I’ve always had dogs. My mom had fur babies before she had human babies. After losing my beloved Pug in 2016, I never thought I’d want another dog. Then I met two pitbull dachshund mixes and I couldn’t NOT bring them home! However, they’re extremely difficult to train (perhaps because they’re litter mates). Since they don’t listen to the “leave it” or “drop it” commands, my anxiety over Easter is at an all-time high! Figure if I’m nervous about harmful easter treat ingredients for dogs, others out there are also nervous.
Harmful Easter Treat Ingredients for Dogs
Perhaps my older age makes training dogs more difficult? Maybe the fact that they’re litter mates; or the fact that I have to train my kids on how to train dogs, is why my two puppies just do not listen for shit. Whatever the reason, for the first time in my life, I’m puppy proofing my home. I’m also doing my best to keep food ingredients in some of our favorite treats far away from our puppies. Easter brings new stress!
All chocolate is bad for dogs. Milk. Dark. Baking. All of it. Depending on the dog’s size, the chocolate type and how much chocolate is consumed, will determine the dog’s reaction. The DARKER the chocolate, though, the more dangerous.
When a dog eats chocolate, be aware it can cause:
- gastrointestinal problems
- elevated heart rate
Keep a close eye on your dog if you know they got into some chocolate, and call your vet if you notice your dog acting weird.
Xylitol is also extremely toxic to dogs. It’s been known to cause:
- liver failure
Even small amounts are toxic and deadly to dogs. Keep anything sugar-free, sugarless away from dogs. Normally, xylitol is used in sugar-free and sugarless candies and gums.
Raisins & Grapes
We’re big on Irish Soda Bread. This year, St. Patrick’s Day and Easter are within weeks of each other, so our home will probably have soda bread in the house for a good month. Our bread usually includes raisins.
Even though no one knows WHY raisins and grapes are toxic to dogs, and sometimes deadly, they have been known to cause kidney failure. It’s not a slow thing when it happens.
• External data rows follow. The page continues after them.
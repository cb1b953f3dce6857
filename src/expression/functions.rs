//! Property functions
//!
//! `$(Name.Method(...))` calls string methods on a property value and
//! `$([Type]::Method(...))` calls a static function. Only the methods listed
//! here can be called; anything else is an evaluation error.

use crate::error::{BuildError, BuildResult, EvaluationError};
use crate::expression::coerce::{format_bool, format_number, to_number};
use crate::expression::escape::{escape, unescape};
use crate::expression::eval::expand_string;
use crate::expression::reference::{FunctionInvocation, MethodCall, ParseOptions, Receiver};
use crate::project::context::EvalContext;
use crate::project::fs::resolve;
use std::path::Path;

/// String methods callable on any value
pub const STRING_METHODS: &[&str] = &[
    "Length",
    "ToUpper",
    "ToLower",
    "ToUpperInvariant",
    "ToLowerInvariant",
    "Trim",
    "TrimStart",
    "TrimEnd",
    "Substring",
    "Replace",
    "Contains",
    "StartsWith",
    "EndsWith",
    "IndexOf",
    "LastIndexOf",
    "PadLeft",
    "PadRight",
    "Remove",
    "Insert",
    "Equals",
    "Split",
];

/// Static types and the functions each allows
pub const STATIC_FUNCTIONS: &[(&str, &[&str])] = &[
    (
        "Path",
        &[
            "Combine",
            "GetFileName",
            "GetFileNameWithoutExtension",
            "GetExtension",
            "GetDirectoryName",
            "ChangeExtension",
            "HasExtension",
            "IsPathRooted",
            "GetFullPath",
        ],
    ),
    (
        "String",
        &["IsNullOrEmpty", "IsNullOrWhiteSpace", "Concat", "Join"],
    ),
    ("Math", &["Max", "Min", "Abs", "Floor", "Ceiling"]),
    (
        "Build",
        &[
            "Add",
            "Subtract",
            "Multiply",
            "Divide",
            "Modulo",
            "Escape",
            "Unescape",
            "ValueOrDefault",
            "EnsureTrailingSlash",
        ],
    ),
    ("Environment", &["GetEnvironmentVariable"]),
];

/// Intermediate result of a call
#[derive(Debug, Clone, PartialEq)]
enum Value {
    /// Plain text, escaped on output
    Str(String),
    Number(f64),
    Bool(bool),
    Array(Vec<String>),
    /// Already-escaped text, emitted verbatim
    Escaped(String),
}

impl Value {
    fn into_text(self) -> String {
        match self {
            Value::Str(s) => s,
            Value::Number(n) => format_number(n),
            Value::Bool(b) => format_bool(b),
            Value::Array(items) => items.join(";"),
            Value::Escaped(s) => unescape(&s),
        }
    }

    fn into_escaped(self) -> String {
        match self {
            Value::Str(s) => escape(&s),
            Value::Number(n) => format_number(n),
            Value::Bool(b) => format_bool(b),
            Value::Array(items) => items
                .iter()
                .map(|s| escape(s))
                .collect::<Vec<_>>()
                .join(";"),
            Value::Escaped(s) => s,
        }
    }
}

/// Evaluate a function invocation to escaped text
pub fn invoke(invocation: &FunctionInvocation, ctx: &EvalContext) -> BuildResult<String> {
    let (mut value, rest) = match &invocation.receiver {
        Receiver::Property(name) => (
            Value::Str(unescape(&ctx.property(name).unwrap_or_default())),
            invocation.calls.as_slice(),
        ),
        Receiver::Static(type_name) => {
            let Some((first, rest)) = invocation.calls.split_first() else {
                return Err(EvaluationError::UndefinedFunction(format!("[{}]", type_name)).into());
            };
            let args = evaluate_arguments(first, ctx)?;
            (call_static(type_name, &first.name, &args, ctx)?, rest)
        }
    };

    for call in rest {
        let args = evaluate_arguments(call, ctx)?;
        value = call_string_method(&value.into_text(), &call.name, call.arguments.is_some(), &args)?;
    }

    tracing::trace!(?invocation, "evaluated property function");
    Ok(value.into_escaped())
}

/// Expand each argument; quotes are stripped and the result unescaped
fn evaluate_arguments(call: &MethodCall, ctx: &EvalContext) -> BuildResult<Vec<String>> {
    let Some(arguments) = &call.arguments else {
        return Ok(Vec::new());
    };
    arguments
        .iter()
        .map(|raw| {
            let raw = raw.trim();
            let inner = strip_quotes(raw).unwrap_or(raw);
            let expanded = expand_string(inner, ParseOptions::PROPERTIES, ctx)?;
            Ok(unescape(&expanded))
        })
        .collect()
}

fn strip_quotes(s: &str) -> Option<&str> {
    for quote in ['\'', '"', '`'] {
        if s.len() >= 2 && s.starts_with(quote) && s.ends_with(quote) {
            return Some(&s[1..s.len() - 1]);
        }
    }
    None
}

fn invalid(function: &str, message: impl Into<String>) -> BuildError {
    EvaluationError::InvalidArgument {
        function: function.to_string(),
        message: message.into(),
    }
    .into()
}

fn expect_args(function: &str, args: &[String], min: usize, max: usize) -> BuildResult<()> {
    if args.len() < min || args.len() > max {
        let expected = if min == max {
            format!("{}", min)
        } else {
            format!("{} to {}", min, max)
        };
        return Err(invalid(
            function,
            format!("expected {} argument(s), got {}", expected, args.len()),
        ));
    }
    Ok(())
}

fn number_arg(function: &str, arg: &str) -> BuildResult<f64> {
    to_number(arg).ok_or_else(|| invalid(function, format!("'{}' is not a number", arg)))
}

fn index_arg(function: &str, arg: &str) -> BuildResult<usize> {
    let n = number_arg(function, arg)?;
    if n < 0.0 || n.fract() != 0.0 || n > f64::from(i32::MAX) {
        return Err(invalid(function, format!("'{}' is not a valid index", arg)));
    }
    Ok(n as usize)
}

fn canonical<'a>(allowed: &'a [&'a str], name: &str) -> Option<&'a str> {
    allowed
        .iter()
        .find(|m| m.eq_ignore_ascii_case(name))
        .copied()
}

fn call_string_method(s: &str, method: &str, has_parens: bool, args: &[String]) -> BuildResult<Value> {
    let name = canonical(STRING_METHODS, method).ok_or_else(|| EvaluationError::MethodNotAllowed {
        type_name: "String".to_string(),
        method: method.to_string(),
    })?;
    if name != "Length" && !has_parens {
        return Err(invalid(name, "method call requires parentheses"));
    }

    let chars: Vec<char> = s.chars().collect();
    let slice = |from: usize, to: usize| chars[from..to].iter().collect::<String>();

    let value = match name {
        "Length" => {
            expect_args(name, args, 0, 0)?;
            Value::Number(chars.len() as f64)
        }
        "ToUpper" | "ToUpperInvariant" => {
            expect_args(name, args, 0, 0)?;
            Value::Str(s.to_uppercase())
        }
        "ToLower" | "ToLowerInvariant" => {
            expect_args(name, args, 0, 0)?;
            Value::Str(s.to_lowercase())
        }
        "Trim" | "TrimStart" | "TrimEnd" => {
            expect_args(name, args, 0, 1)?;
            let set: Option<Vec<char>> = args.first().map(|a| a.chars().collect());
            let trim_char = |c: char| match &set {
                Some(set) => set.contains(&c),
                None => c.is_whitespace(),
            };
            Value::Str(match name {
                "Trim" => s.trim_matches(trim_char),
                "TrimStart" => s.trim_start_matches(trim_char),
                _ => s.trim_end_matches(trim_char),
            }
            .to_string())
        }
        "Substring" => {
            expect_args(name, args, 1, 2)?;
            let start = index_arg(name, &args[0])?;
            let len = match args.get(1) {
                Some(arg) => index_arg(name, arg)?,
                None => chars.len().saturating_sub(start),
            };
            let end = start.checked_add(len).filter(|&end| end <= chars.len());
            let Some(end) = end else {
                return Err(invalid(name, "index and length must refer to a location within the string"));
            };
            Value::Str(slice(start, end))
        }
        "Replace" => {
            expect_args(name, args, 2, 2)?;
            if args[0].is_empty() {
                return Err(invalid(name, "old value cannot be empty"));
            }
            Value::Str(s.replace(&args[0], &args[1]))
        }
        "Contains" => {
            expect_args(name, args, 1, 1)?;
            Value::Bool(s.contains(args[0].as_str()))
        }
        "StartsWith" => {
            expect_args(name, args, 1, 1)?;
            Value::Bool(s.starts_with(args[0].as_str()))
        }
        "EndsWith" => {
            expect_args(name, args, 1, 1)?;
            Value::Bool(s.ends_with(args[0].as_str()))
        }
        "IndexOf" | "LastIndexOf" => {
            expect_args(name, args, 1, 1)?;
            let found = if name == "IndexOf" {
                s.find(args[0].as_str())
            } else {
                s.rfind(args[0].as_str())
            };
            Value::Number(match found {
                Some(byte_idx) => s[..byte_idx].chars().count() as f64,
                None => -1.0,
            })
        }
        "PadLeft" | "PadRight" => {
            expect_args(name, args, 1, 2)?;
            let width = index_arg(name, &args[0])?;
            let pad = match args.get(1) {
                Some(arg) => {
                    let mut it = arg.chars();
                    match (it.next(), it.next()) {
                        (Some(c), None) => c,
                        _ => return Err(invalid(name, "padding must be a single character")),
                    }
                }
                None => ' ',
            };
            let padding: String = std::iter::repeat(pad)
                .take(width.saturating_sub(chars.len()))
                .collect();
            Value::Str(if name == "PadLeft" {
                format!("{}{}", padding, s)
            } else {
                format!("{}{}", s, padding)
            })
        }
        "Remove" => {
            expect_args(name, args, 1, 2)?;
            let start = index_arg(name, &args[0])?;
            let count = match args.get(1) {
                Some(arg) => index_arg(name, arg)?,
                None => chars.len().saturating_sub(start),
            };
            let end = start.checked_add(count).filter(|&end| end <= chars.len());
            let Some(end) = end else {
                return Err(invalid(name, "index and count must refer to a location within the string"));
            };
            Value::Str(format!("{}{}", slice(0, start), slice(end, chars.len())))
        }
        "Insert" => {
            expect_args(name, args, 2, 2)?;
            let at = index_arg(name, &args[0])?;
            if at > chars.len() {
                return Err(invalid(name, "index is outside the string"));
            }
            Value::Str(format!("{}{}{}", slice(0, at), args[1], slice(at, chars.len())))
        }
        "Equals" => {
            expect_args(name, args, 1, 1)?;
            Value::Bool(s == args[0])
        }
        _ => {
            expect_args(name, args, 1, 1)?;
            let separators: Vec<char> = args[0].chars().collect();
            if separators.is_empty() {
                Value::Array(vec![s.to_string()])
            } else {
                Value::Array(s.split(separators.as_slice()).map(str::to_string).collect())
            }
        }
    };
    Ok(value)
}

fn call_static(type_name: &str, method: &str, args: &[String], ctx: &EvalContext) -> BuildResult<Value> {
    let (type_name, allowed) = STATIC_FUNCTIONS
        .iter()
        .find(|(t, _)| t.eq_ignore_ascii_case(type_name))
        .copied()
        .ok_or_else(|| EvaluationError::UndefinedFunction(format!("[{}]::{}", type_name, method)))?;
    let name = canonical(allowed, method).ok_or_else(|| EvaluationError::MethodNotAllowed {
        type_name: type_name.to_string(),
        method: method.to_string(),
    })?;

    match type_name {
        "Path" => path_function(name, args, ctx),
        "String" => string_function(name, args),
        "Math" => math_function(name, args),
        "Build" => build_function(name, args),
        _ => environment_function(name, args),
    }
}

fn path_function(name: &str, args: &[String], ctx: &EvalContext) -> BuildResult<Value> {
    if name == "Combine" {
        if args.is_empty() {
            return Err(invalid(name, "expected at least one path"));
        }
        let mut combined = std::path::PathBuf::new();
        for part in args {
            combined.push(part);
        }
        return Ok(Value::Str(combined.to_string_lossy().into_owned()));
    }

    let arity = if name == "ChangeExtension" { 2 } else { 1 };
    expect_args(name, args, arity, arity)?;
    let path = Path::new(&args[0]);
    let text = |s: Option<&std::ffi::OsStr>| {
        s.map(|s| s.to_string_lossy().into_owned())
            .unwrap_or_default()
    };

    Ok(match name {
        "GetFileName" => Value::Str(text(path.file_name())),
        "GetFileNameWithoutExtension" => Value::Str(text(path.file_stem())),
        "GetExtension" => Value::Str(
            path.extension()
                .map(|e| format!(".{}", e.to_string_lossy()))
                .unwrap_or_default(),
        ),
        "GetDirectoryName" => Value::Str(text(path.parent().map(Path::as_os_str))),
        "ChangeExtension" => {
            let extension = args[1].trim_start_matches('.');
            Value::Str(path.with_extension(extension).to_string_lossy().into_owned())
        }
        "HasExtension" => Value::Bool(path.extension().is_some()),
        "IsPathRooted" => Value::Bool(path.has_root()),
        _ => Value::Str(resolve(ctx.project_dir, &args[0]).to_string_lossy().into_owned()),
    })
}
It’s quick and sudden.
Be careful with currants, too.
Usually when the kids eat grapes, or things with raisins, it’s done in the kitchen and all surfaces are looked at thoroughly to make sure raisins and grapes aren’t anywhere the puppies can get to them. Not easy, but grapes are one of the only healthier things my son eats, so we can’t ban them from the house. Even with these unbelievably bad puppies who refuse to listen to me!
Nuts (especially macadamia)
I’m an almond lover. I’m just super careful when I eat them at home. Again, always checking the floor and tables, etc. to make sure everything is clean. No remnants of nuts anywhere, so they don’t choke on a nut. Most nuts are just choking hazards. Plain nuts, anyway. If you have chocolate covered ones, or some other kind of mixed nuts, there could be other hazardous ingredients.
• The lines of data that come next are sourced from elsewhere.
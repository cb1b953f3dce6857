//! Integration tests for task and target batching

mod common;

use common::{create_test_project, load, recording_session};
use rbuild::events::BuildEvent;

const CULTURE_ITEMS: &str = r#"
  - item_group:
      items:
        - type: Compile
          include: a.cs
          metadata:
            Culture: en
        - type: Compile
          include: b.cs
          metadata:
            Culture: fr
        - type: Compile
          include: c.cs
          metadata:
            Culture: en
"#;

fn project_with(target: &str) -> String {
    format!("elements:{}{}", CULTURE_ITEMS, target)
}

#[test]
fn test_task_runs_once_per_bucket() {
    let (_dir, path) = create_test_project(&project_with(
        r#"
  - target:
      name: Build
      tasks:
        - name: Message
          parameters:
            Text: "%(Culture): @(Compile)"
"#,
    ));

    let mut project = load(&path);
    let (mut session, sink) = recording_session();
    let summary = session.build(&mut project, &[]);

    assert!(summary.succeeded);
    assert_eq!(sink.messages(), ["en: a.cs;c.cs", "fr: b.cs"]);
}

#[test]
fn test_unbatched_list_is_visible_in_every_bucket() {
    let (_dir, path) = create_test_project(&project_with(
        r#"
  - item_group:
      items:
        - type: Reference
          include: "core.dll;util.dll"
  - target:
      name: Build
      tasks:
        - name: Message
          parameters:
            Text: "%(Compile.Culture) @(Reference)"
"#,
    ));

    let mut project = load(&path);
    let (mut session, sink) = recording_session();
    assert!(session.build(&mut project, &[]).succeeded);
    assert_eq!(
        sink.messages(),
        ["en core.dll;util.dll", "fr core.dll;util.dll"]
    );
}

#[test]
fn test_target_batches_on_outputs() {
    let (_dir, path) = create_test_project(&project_with(
        r#"
  - target:
      name: Build
      inputs: "@(Compile)"
      outputs: "%(Compile.Culture).out"
      tasks:
        - name: Message
          parameters:
            Text: "@(Compile)"
"#,
    ));

    let mut project = load(&path);
    let (mut session, sink) = recording_session();
    let summary = session.build(&mut project, &[]);

    assert!(summary.succeeded);
    assert_eq!(sink.messages(), ["a.cs;c.cs", "b.cs"]);
    let outputs: Vec<String> = summary
        .result("Build")
        .unwrap()
        .outputs
        .iter()
        .map(|item| item.item_spec())
        .collect();
    assert_eq!(outputs, ["en.out", "fr.out"]);
}

#[test]
fn test_body_runs_once_without_metadata_references() {
    let (_dir, path) = create_test_project(&project_with(
        r#"
  - target:
      name: Build
      inputs: "@(Compile)"
      tasks:
        - name: Message
          parameters:
            Text: "all @(Compile)"
        - name: Message
          parameters:
            Text: "done"
"#,
    ));

    let mut project = load(&path);
    let (mut session, sink) = recording_session();
    assert!(session.build(&mut project, &[]).succeeded);
    assert_eq!(sink.messages(), ["all a.cs;b.cs;c.cs", "done"]);
    let started = sink
        .events()
        .iter()
        .filter(|e| matches!(e, BuildEvent::TargetStarted { .. }))
        .count();
    assert_eq!(started, 1);
}

#[test]
fn test_task_condition_filters_buckets() {
    let (_dir, path) = create_test_project(&project_with(
        r#"
  - target:
      name: Build
      tasks:
        - name: Message
          condition: "'%(Culture)' == 'fr'"
          parameters:
            Text: "only @(Compile)"
"#,
    ));

    let mut project = load(&path);
    let (mut session, sink) = recording_session();
    assert!(session.build(&mut project, &[]).succeeded);
    assert_eq!(sink.messages(), ["only b.cs"]);
}

#[test]
fn test_unqualified_metadata_without_items_fails_build() {
    let (_dir, path) = create_test_project(
        r#"
elements:
  - target:
      name: Build
      tasks:
        - name: Message
          parameters:
            Text: "%(Culture)"
"#,
    );

    let mut project = load(&path);
    let (mut session, sink) = recording_session();
    let summary = session.build(&mut project, &[]);

    assert!(!summary.succeeded);
    assert_eq!(session.log.error_count(), 1);
    let error = sink
        .events()
        .into_iter()
        .find_map(|e| match e {
            BuildEvent::Error(diagnostic) => Some(diagnostic),
            _ => None,
        })
        .unwrap();
    assert_eq!(error.code.as_deref(), Some("RB1001"));
    assert!(error.message.contains("%(Item.Culture)"));
}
Even though puppies can have peanut butter (that does NOT contain xylitol), it’s not good to feed them a consistent diet of nut butters. Once in a while to get pills down is okay, but again, read the ingredients and make sure there’s no xylitol.
Mostly nuts are high in fat, and they also cause choking. HOWEVER, the macadamia nut is actually toxic. It may cause vomiting, muscle weakness and tremors.
When blue cheeses are made, the fungus produces roquefortine C. Dogs end up eating this, and it causes vomiting, diarrhea, and sometimes seizures.
Onions are most toxic, and every part of the onion is TOXIC to dogs. EVERY PART.
- onion itself
- processed powders
It doesn’t matter if it’s raw or cooked. It’s TOXIC. Garlic is also toxic, whilst chives, shallots and leeks are harmful to dogs.
Table scraps aren’t meant for pets. If you cook often, consider keeping the dogs out of your kitchen, to avoid an emergency visit to your local emergency vet.
Keep those puppies safe out there and have a fantastic, healthy and happy Easter Season.